To date, few recurrent mutations have been identified in intestinal carcinoid and pancreatic neuroendocrine tumors and of the few that have been identified the majority are in genes involved in epigenetic regulation. This suggests that epigenetic changes may be underpinning the development and maintenance of carcinoid and pancreatic neuroendocrine tumors. Therefore it is necessary to understand the epigenomes of carcinoid and pancreatic neuroendocrine tumors to identify the root causes of these cancers and to identify new therapeutic targets.
With this funding, Dr. Bernstein and his collaborators will identify epigenetic alterations in carcinoid and pancreatic neuroendocrine tumors to identify new treatment strategies for patients. In the process they will build a public resource of epigenetic states, circuits and molecular dependencies for carcinoid and pancreatic neuroendocrine tumors. They will also generate new carcinoid and pancreatic neuroendocrine tumor models to assess new biomarkers and facilitate future research.
Deep characterization of genome-wide chromatin states in primary human carcinoid tumor and pancreatic neuroendocrine tumor samples, with the goal to determine the gene regulatory circuits and aberrant epigenetic states that sustain these tumors and may thus represent therapeutic opportunities.
Generation of stable new carcinoid tumor and pancreatic neuroendocrine tumor models to assess new biomarkers in carcinoid tumors and their associated stroma and to determine the significance of particular histone modifications through future perturbation studies.
Considerable effort, including exome sequencing, has identified few recurrent mutations in intestinal carcinoid and pancreatic neuroendocrine (PNETs) tumors (1) (Francis et al, Nat Genet 2013, In Press). This suggests that epigenetic changes rather than mutations may disrupt normal cell behaviors to produce and sustain these unusual, often indolent cancers. Indeed, genes that regulate chromatin, such as MEN1, ATRX and DAXX, dominate the short list of recurrent mutations in these diseases (2, 3). One effect of ATRXand DAXX mutations is to lengthen telomeres through a telomerase-independent “alternate” pathway (4, 5) but chromatin-modifying genes mutated in NETs are also implicated in transcriptional control (6, 7) and the relative importance of these distinct effects in disease pathogenesis is unclear. The epigenomes (profiles of covalent histone modifications) in primary human carcinoid tumors and PNETs might illuminate disease mechanisms and key nodes of transcriptional dysregulation, revealing both pathogenic insights and potential therapeutic targets among the root causes of these cancers.

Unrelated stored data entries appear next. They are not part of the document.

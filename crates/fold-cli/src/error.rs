use hydrofold::engine::error::EngineError;
use hydrofold::engine::trace::TraceExportError;
use thiserror::Error;

pub type Result<T> = std::result::Result<T, CliError>;

#[derive(Debug, Error)]
pub enum CliError {
    #[error(transparent)]
    FoldCore(#[from] EngineError),

    #[error("Failed to export energy trace: {0}")]
    TraceExport(#[from] TraceExportError),

    #[error("I/O error: {0}")]
    Io(#[from] std::io::Error),

    #[error("Invalid argument: {0}")]
    Argument(String),

    #[error(transparent)]
    Other(#[from] anyhow::Error),
}
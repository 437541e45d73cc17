use serde::Serialize;
use std::collections::VecDeque;
use std::io::Write;
use std::path::Path;
use thiserror::Error;

#[derive(Debug, Error)]
pub enum TraceExportError {
    #[error("Failed to write energy trace: {0}")]
    Csv(#[from] csv::Error),
    #[error("Failed to create trace file '{path}': {source}")]
    Io {
        path: String,
        source: std::io::Error,
    },
}

#[derive(Debug, Serialize)]
struct TraceRecord {
    frame: u64,
    energy: f64,
}

/// Rolling window of per-frame energy samples. The window is display-bound:
/// it holds at most one sample per chart pixel column, dropping the oldest
/// on overflow. Not a source of truth.
#[derive(Debug, Clone)]
pub struct EnergyTrace {
    samples: VecDeque<f64>,
    capacity: usize,
    dropped: u64,
}

impl EnergyTrace {
    pub fn new(capacity: usize) -> Self {
        Self {
            samples: VecDeque::with_capacity(capacity),
            capacity,
            dropped: 0,
        }
    }

    pub fn push(&mut self, sample: f64) {
        if self.samples.len() == self.capacity {
            self.samples.pop_front();
            self.dropped += 1;
        }
        self.samples.push_back(sample);
    }

    pub fn len(&self) -> usize {
        self.samples.len()
    }

    pub fn is_empty(&self) -> bool {
        self.samples.is_empty()
    }

    pub fn capacity(&self) -> usize {
        self.capacity
    }

    pub fn latest(&self) -> Option<f64> {
        self.samples.back().copied()
    }

    /// Absolute frame index of the first retained sample.
    pub fn start_frame(&self) -> u64 {
        self.dropped
    }

    pub fn iter(&self) -> impl ExactSizeIterator<Item = f64> + '_ {
        self.samples.iter().copied()
    }

    /// Writes the retained samples as `frame,energy` CSV records.
    pub fn export<W: Write>(&self, writer: W) -> Result<(), TraceExportError> {
        let mut csv_writer = csv::Writer::from_writer(writer);
        for (offset, energy) in self.samples.iter().enumerate() {
            csv_writer.serialize(TraceRecord {
                frame: self.dropped + offset as u64,
                energy: *energy,
            })?;
        }
        csv_writer.flush().map_err(csv::Error::from)?;
        Ok(())
    }

    pub fn export_to_path(&self, path: &Path) -> Result<(), TraceExportError> {
        let file = std::fs::File::create(path).map_err(|e| TraceExportError::Io {
            path: path.to_string_lossy().to_string(),
            source: e,
        })?;
        self.export(file)
    }
}
use std::sync::Arc;

use anyhow::{Context, Result};
use config_parser::internal::ConfigFileInternal;
use config_parser::raw::ConfigFile;
use tracing::level_filters::LevelFilter;
use tracing_subscriber::layer::SubscriberExt;
use tracing_subscriber::util::SubscriberInitExt;
use tracing_subscriber::Layer;

mod server;

const DEFAULT_CONFIG_PATH: &str = "./webhook_gate.yml";

fn setup_tracing(level: LevelFilter) -> Result<()> {
    let fmt_layer = tracing_subscriber::fmt::layer().with_filter(level);

    tracing_subscriber::registry()
        .with(fmt_layer)
        .try_init()
        .context("Could not set up tracing")
}

#[tokio::main]
async fn main() -> Result<()> {
    // a missing .env file is fine, the variables can come from the real environment
    dotenv::dotenv().ok();

    let path = std::env::args()
        .nth(1)
        .unwrap_or_else(|| DEFAULT_CONFIG_PATH.to_string());

    let config = ConfigFile::parse(&path)?;
    setup_tracing(config.config.log_level)?;

    tracing::info!(path = %path, "Loaded the config file");

    let config = ConfigFileInternal::from_config(config)?;

    let server_handle = tokio::spawn(server::start(Arc::new(config)));

    server_handle.await??;

    Ok(())
}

Recent advances support this idea. First, diverse cancers carry mutations in chromatin regulator (CR) genes, including 25-75% of non-Hodgkin lymphomas, 35% of pancreas adenocarcinoma, and nearly 100% of rarer entities such as papillary thyroid and NUT midline carcinoma [reviewed in (8)]. Because such mutations are common and widespread, many drug companies have prioritized the development of epigenetic-based therapies. Thus, drugs with the potential to treat carcinoid and PNET tumors may be developed for other, more common indications; knowing the particular derangements in carcinoid and PNET tumors will help match the latter with appropriate drugs. Second, technical and computational advances now make it possible to determine epigenetic states across the genomes of normal and cancer tissues (9). In-depth characterization allows one to know exactly which chromatin modifications occur at individual genes and their regulatory elements; how these modifications respond to perturbation; which ones may be especially important for cancer pathogenesis; and which may present opportunities for therapy. Our overarching hypothesis is that epigenome (histone) alterations in carcinoid and PNET tumors will yield vulnerabilities that can be targeted with drugs. We propose to test this hypothesis in primary tumor samples, hence uncovering both inherent vulnerabilities and corresponding therapeutic opportunities (Specific Aim 1).
Fresh-frozen tumor tissue is essential for this work and we propose in parallel to use portions of the same tissue samples to achieve another vital CFCF goal: construction of new cellular models that retain the epigenetic state of the primary tumors (Specific Aim 2). We will do this as part of a wider effort between the Broad Institute and our respective cancer centers, dividing surgical specimens into portions that are suited to each goal: epigenome analysis (Aim 1) and cell model construction (Aim 2). If we are successful, the new cell models will be invaluable tools for perturbation experiments that directly test the chromatin-related hypotheses we will generate in Aim 1.
Banck MS, et al. (2013) The genomic landscape of small intestine neuroendocrine tumors. J Clin Invest 123:2502-2508.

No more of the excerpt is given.